Prompt: The lines from the start of the data up to and including the one with "and the operation" should be returned exactly, and nothing else.

Records from a dataset:
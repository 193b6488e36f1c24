//! Time-bounded local cache of workspace snapshots.
//!
//! One entry per [`WorkspaceKey`] holding the last known tasks and
//! assignees plus the time they were captured. Entries older than the TTL
//! are treated as absent and evicted on read; they are never partially
//! reused.
//!
//! The cache is an optimization, not a source of truth. [`CacheLayer`]
//! never returns an error: backend failures (disk full, permissions,
//! corrupt data) are logged with `tracing::warn!` and the operation
//! degrades to a miss or a no-op.

use std::collections::HashMap;
use std::fs;
use std::io;
use std::path::{Path, PathBuf};
use std::sync::Arc;
use std::time::Duration;

use parking_lot::Mutex;
use serde::{Deserialize, Serialize};

use planner_proto::task::{Assignee, Task, WorkspaceKey};

use crate::clock::Clock;

/// How long a snapshot stays usable.
pub const DEFAULT_CACHE_TTL: Duration = Duration::from_secs(5 * 60);

/// Prefix of every cache entry name.
const ENTRY_PREFIX: &str = "workload_data_";

/// Errors raised by cache backends.
///
/// These never escape [`CacheLayer`]; they exist so backends can report
/// what went wrong for the log line.
#[derive(Debug, thiserror::Error)]
pub enum CacheError {
    /// Reading or writing the backing storage failed.
    #[error("cache I/O error: {0}")]
    Io(#[from] io::Error),

    /// The entry could not be serialized.
    #[error("failed to encode cache entry: {0}")]
    Encode(postcard::Error),

    /// The stored bytes are not a valid entry.
    #[error("corrupt cache entry: {0}")]
    Decode(postcard::Error),
}

/// Storage for encoded cache entries.
pub trait CacheBackend: Send + Sync {
    /// Return the stored bytes for `key`, if any.
    ///
    /// # Errors
    ///
    /// Returns [`CacheError`] if the storage cannot be read.
    fn load(&self, key: &WorkspaceKey) -> Result<Option<Vec<u8>>, CacheError>;

    /// Replace the stored bytes for `key`.
    ///
    /// # Errors
    ///
    /// Returns [`CacheError`] if the storage cannot be written.
    fn store(&self, key: &WorkspaceKey, bytes: &[u8]) -> Result<(), CacheError>;

    /// Delete the entry for `key`. Deleting a missing entry is not an error.
    ///
    /// # Errors
    ///
    /// Returns [`CacheError`] if the storage cannot be modified.
    fn remove(&self, key: &WorkspaceKey) -> Result<(), CacheError>;
}

/// A cached workspace dataset.
#[derive(Debug, Clone, PartialEq, Serialize, Deserialize)]
pub struct Snapshot {
    /// Every task in the workspace.
    pub tasks: Vec<Task>,
    /// Every assignee in the workspace.
    pub assignees: Vec<Assignee>,
}

#[derive(Debug, Deserialize)]
struct CacheEntry {
    captured_at_ms: u64,
    tasks: Vec<Task>,
    assignees: Vec<Assignee>,
}

#[derive(Serialize)]
struct CacheEntryRef<'a> {
    captured_at_ms: u64,
    tasks: &'a [Task],
    assignees: &'a [Assignee],
}

/// Best-effort, TTL-bounded snapshot cache.
pub struct CacheLayer {
    backend: Box<dyn CacheBackend>,
    clock: Arc<dyn Clock>,
    ttl_ms: u64,
}

impl std::fmt::Debug for CacheLayer {
    fn fmt(&self, f: &mut std::fmt::Formatter<'_>) -> std::fmt::Result {
        f.debug_struct("CacheLayer")
            .field("ttl_ms", &self.ttl_ms)
            .finish_non_exhaustive()
    }
}

impl CacheLayer {
    /// Creates a cache over `backend` whose entries live for `ttl`.
    pub fn new(backend: impl CacheBackend + 'static, clock: Arc<dyn Clock>, ttl: Duration) -> Self {
        Self {
            backend: Box::new(backend),
            clock,
            ttl_ms: u64::try_from(ttl.as_millis()).unwrap_or(u64::MAX),
        }
    }

    /// A cache that only lives as long as the process.
    #[must_use]
    pub fn in_memory(clock: Arc<dyn Clock>, ttl: Duration) -> Self {
        Self::new(MemoryCacheBackend::default(), clock, ttl)
    }

    /// The fresh snapshot for `key`, if there is one.
    ///
    /// Expired and unreadable entries are evicted and reported as a miss.
    pub fn read(&self, key: &WorkspaceKey) -> Option<Snapshot> {
        let bytes = match self.backend.load(key) {
            Ok(Some(bytes)) => bytes,
            Ok(None) => return None,
            Err(err) => {
                tracing::warn!(workspace = %key, error = %err, "cache read failed, treating as miss");
                return None;
            }
        };

        let entry: CacheEntry = match postcard::from_bytes(&bytes) {
            Ok(entry) => entry,
            Err(err) => {
                tracing::warn!(
                    workspace = %key,
                    error = %CacheError::Decode(err),
                    "discarding unreadable cache entry"
                );
                self.evict(key);
                return None;
            }
        };

        let age_ms = self.clock.now_ms().saturating_sub(entry.captured_at_ms);
        if age_ms >= self.ttl_ms {
            tracing::debug!(workspace = %key, age_ms, "cache entry expired");
            self.evict(key);
            return None;
        }

        tracing::debug!(
            workspace = %key,
            age_ms,
            tasks = entry.tasks.len(),
            "cache hit"
        );
        Some(Snapshot {
            tasks: entry.tasks,
            assignees: entry.assignees,
        })
    }

    /// Replace the entry for `key`, stamped with the current time.
    pub fn write(&self, key: &WorkspaceKey, tasks: &[Task], assignees: &[Assignee]) {
        let entry = CacheEntryRef {
            captured_at_ms: self.clock.now_ms(),
            tasks,
            assignees,
        };
        let bytes = match postcard::to_allocvec(&entry) {
            Ok(bytes) => bytes,
            Err(err) => {
                tracing::warn!(workspace = %key, error = %CacheError::Encode(err), "cache write skipped");
                return;
            }
        };
        if let Err(err) = self.backend.store(key, &bytes) {
            tracing::warn!(workspace = %key, error = %err, "cache write failed, continuing without cache");
        }
    }

    /// Drop the entry for `key`.
    pub fn invalidate(&self, key: &WorkspaceKey) {
        tracing::debug!(workspace = %key, "invalidating cache entry");
        self.evict(key);
    }

    /// How long entries stay fresh.
    #[must_use]
    pub fn ttl(&self) -> Duration {
        Duration::from_millis(self.ttl_ms)
    }

    fn evict(&self, key: &WorkspaceKey) {
        if let Err(err) = self.backend.remove(key) {
            tracing::warn!(workspace = %key, error = %err, "cache eviction failed");
        }
    }
}

/// Keeps entries in process memory. Clones share the same entries.
#[derive(Debug, Clone, Default)]
pub struct MemoryCacheBackend {
    entries: Arc<Mutex<HashMap<WorkspaceKey, Vec<u8>>>>,
}

impl MemoryCacheBackend {
    /// Number of stored entries.
    #[must_use]
    pub fn len(&self) -> usize {
        self.entries.lock().len()
    }

    /// Whether nothing is stored.
    #[must_use]
    pub fn is_empty(&self) -> bool {
        self.entries.lock().is_empty()
    }
}

impl CacheBackend for MemoryCacheBackend {
    fn load(&self, key: &WorkspaceKey) -> Result<Option<Vec<u8>>, CacheError> {
        Ok(self.entries.lock().get(key).cloned())
    }

    fn store(&self, key: &WorkspaceKey, bytes: &[u8]) -> Result<(), CacheError> {
        self.entries.lock().insert(key.clone(), bytes.to_vec());
        Ok(())
    }

    fn remove(&self, key: &WorkspaceKey) -> Result<(), CacheError> {
        self.entries.lock().remove(key);
        Ok(())
    }
}

/// Keeps one file per workspace key in a directory.
#[derive(Debug, Clone)]
pub struct FileCacheBackend {
    dir: PathBuf,
}

impl FileCacheBackend {
    /// Store entries under `dir`, created on first write.
    pub fn new(dir: impl Into<PathBuf>) -> Self {
        Self { dir: dir.into() }
    }

    /// Store entries under the platform cache directory.
    ///
    /// Returns `None` if the platform has no cache directory.
    #[must_use]
    pub fn in_user_cache_dir() -> Option<Self> {
        dirs::cache_dir().map(|dir| Self::new(dir.join("planner-sync")))
    }

    /// The directory entries live in.
    #[must_use]
    pub fn dir(&self) -> &Path {
        &self.dir
    }

    fn path_for(&self, key: &WorkspaceKey) -> PathBuf {
        let name: String = key
            .as_str()
            .chars()
            .map(|c| {
                if c.is_ascii_alphanumeric() || c == '-' || c == '_' {
                    c
                } else {
                    '_'
                }
            })
            .collect();
        self.dir.join(format!("{ENTRY_PREFIX}{name}.bin"))
    }
}

impl CacheBackend for FileCacheBackend {
    fn load(&self, key: &WorkspaceKey) -> Result<Option<Vec<u8>>, CacheError> {
        match fs::read(self.path_for(key)) {
            Ok(bytes) => Ok(Some(bytes)),
            Err(err) if err.kind() == io::ErrorKind::NotFound => Ok(None),
            Err(err) => Err(err.into()),
        }
    }

    fn store(&self, key: &WorkspaceKey, bytes: &[u8]) -> Result<(), CacheError> {
        fs::create_dir_all(&self.dir)?;
        let path = self.path_for(key);
        let tmp = path.with_extension("tmp");
        fs::write(&tmp, bytes)?;
        fs::rename(&tmp, &path)?;
        Ok(())
    }

    fn remove(&self, key: &WorkspaceKey) -> Result<(), CacheError> {
        match fs::remove_file(self.path_for(key)) {
            Ok(()) => Ok(()),
            Err(err) if err.kind() == io::ErrorKind::NotFound => Ok(()),
            Err(err) => Err(err.into()),
        }
    }
}

#[cfg(test)]
mod tests {
    use chrono::NaiveDate;

    use super::*;
    use crate::clock::ManualClock;

    fn dataset() -> (Vec<Task>, Vec<Assignee>) {
        let mut task = Task::new("t-1", "Write release notes", 4.0);
        task.assignee = Some("alice".into());
        task.start = NaiveDate::from_ymd_opt(2024, 3, 1)
            .unwrap()
            .and_hms_opt(9, 0, 0);
        task.end = NaiveDate::from_ymd_opt(2024, 3, 1)
            .unwrap()
            .and_hms_opt(13, 0, 0);
        task.project = Some("launch".into());
        (
            vec![task, Task::new("t-2", "Backlog", 2.0)],
            vec![Assignee::new("alice", "Alice", 40.0)],
        )
    }

    fn layer(backend: impl CacheBackend + 'static) -> (CacheLayer, ManualClock) {
        let clock = ManualClock::new(1_000_000);
        let layer = CacheLayer::new(backend, Arc::new(clock.clone()), DEFAULT_CACHE_TTL);
        (layer, clock)
    }

    fn assert_send_sync<T: Send + Sync>() {}

    #[test]
    fn cache_can_move_into_the_engine_task() {
        assert_send_sync::<CacheLayer>();
        assert_send_sync::<MemoryCacheBackend>();
        assert_send_sync::<FileCacheBackend>();
        assert_send_sync::<Box<dyn CacheBackend>>();
    }

    #[test]
    fn round_trip_within_ttl() {
        let (cache, clock) = layer(MemoryCacheBackend::default());
        let key = WorkspaceKey::new("engineering");
        let (tasks, assignees) = dataset();

        cache.write(&key, &tasks, &assignees);
        clock.advance(Duration::from_secs(299));
        let snapshot = cache.read(&key).unwrap();
        assert_eq!(snapshot.tasks, tasks);
        assert_eq!(snapshot.assignees, assignees);
    }

    #[test]
    fn expired_entry_is_absent_and_evicted() {
        let backend = MemoryCacheBackend::default();
        let (cache, clock) = layer(backend.clone());
        let key = WorkspaceKey::new("engineering");
        let (tasks, assignees) = dataset();

        cache.write(&key, &tasks, &assignees);
        clock.advance(Duration::from_secs(300));
        assert!(cache.read(&key).is_none());
        assert!(backend.is_empty());
    }

    #[test]
    fn keys_are_independent() {
        let (cache, _clock) = layer(MemoryCacheBackend::default());
        let (tasks, assignees) = dataset();
        cache.write(&WorkspaceKey::new("a"), &tasks, &assignees);
        assert!(cache.read(&WorkspaceKey::new("b")).is_none());
        assert!(cache.read(&WorkspaceKey::new("a")).is_some());
    }

    #[test]
    fn invalidate_removes_entry() {
        let (cache, _clock) = layer(MemoryCacheBackend::default());
        let key = WorkspaceKey::new("ops");
        let (tasks, assignees) = dataset();
        cache.write(&key, &tasks, &assignees);
        cache.invalidate(&key);
        assert!(cache.read(&key).is_none());
        cache.invalidate(&key);
    }

    #[test]
    fn corrupt_entry_is_a_miss_and_evicted() {
        let backend = MemoryCacheBackend::default();
        let key = WorkspaceKey::new("ops");
        backend.store(&key, &[0xff, 0xff, 0xff]).unwrap();
        let (cache, _clock) = layer(backend.clone());
        assert!(cache.read(&key).is_none());
        assert!(backend.is_empty());
    }

    #[test]
    fn file_backend_round_trip() {
        let dir = tempfile::tempdir().unwrap();
        let backend = FileCacheBackend::new(dir.path().join("nested"));
        let (cache, _clock) = layer(backend.clone());
        let key = WorkspaceKey::new("R&D / west");
        let (tasks, assignees) = dataset();

        cache.write(&key, &tasks, &assignees);
        let path = backend.path_for(&key);
        assert_eq!(
            path.file_name().unwrap().to_str().unwrap(),
            "workload_data_R_D___west.bin"
        );
        assert!(path.exists());
        assert_eq!(cache.read(&key).unwrap().tasks, tasks);

        cache.invalidate(&key);
        assert!(!path.exists());
    }

    #[test]
    fn unwritable_directory_is_swallowed() {
        let dir = tempfile::tempdir().unwrap();
        let blocker = dir.path().join("file");
        fs::write(&blocker, b"not a directory").unwrap();
        let (cache, _clock) = layer(FileCacheBackend::new(blocker.join("cache")));
        let key = WorkspaceKey::new("ops");
        let (tasks, assignees) = dataset();

        cache.write(&key, &tasks, &assignees);
        assert!(cache.read(&key).is_none());
    }

    #[test]
    fn ttl_is_reported() {
        let cache = CacheLayer::in_memory(Arc::new(ManualClock::new(0)), Duration::from_secs(7));
        assert_eq!(cache.ttl(), Duration::from_secs(7));
    }
}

Result of the exercise:
repository 193b6488e36f1c24
//! Time-bounded local cache of workspace snapshots.
//!
//! One entry per [`WorkspaceKey`] holding the last known tasks and
//! assignees plus the time they were captured. Entries older than the TTL
//! are treated as absent and evicted on read; they are never partially
//! reused.
//!
//! The cache is an optimization, not a source of truth. [`CacheLayer`]
//! never returns an error: backend failures (disk full, permissions,
//! corrupt data) are logged with `tracing::warn!` and the operation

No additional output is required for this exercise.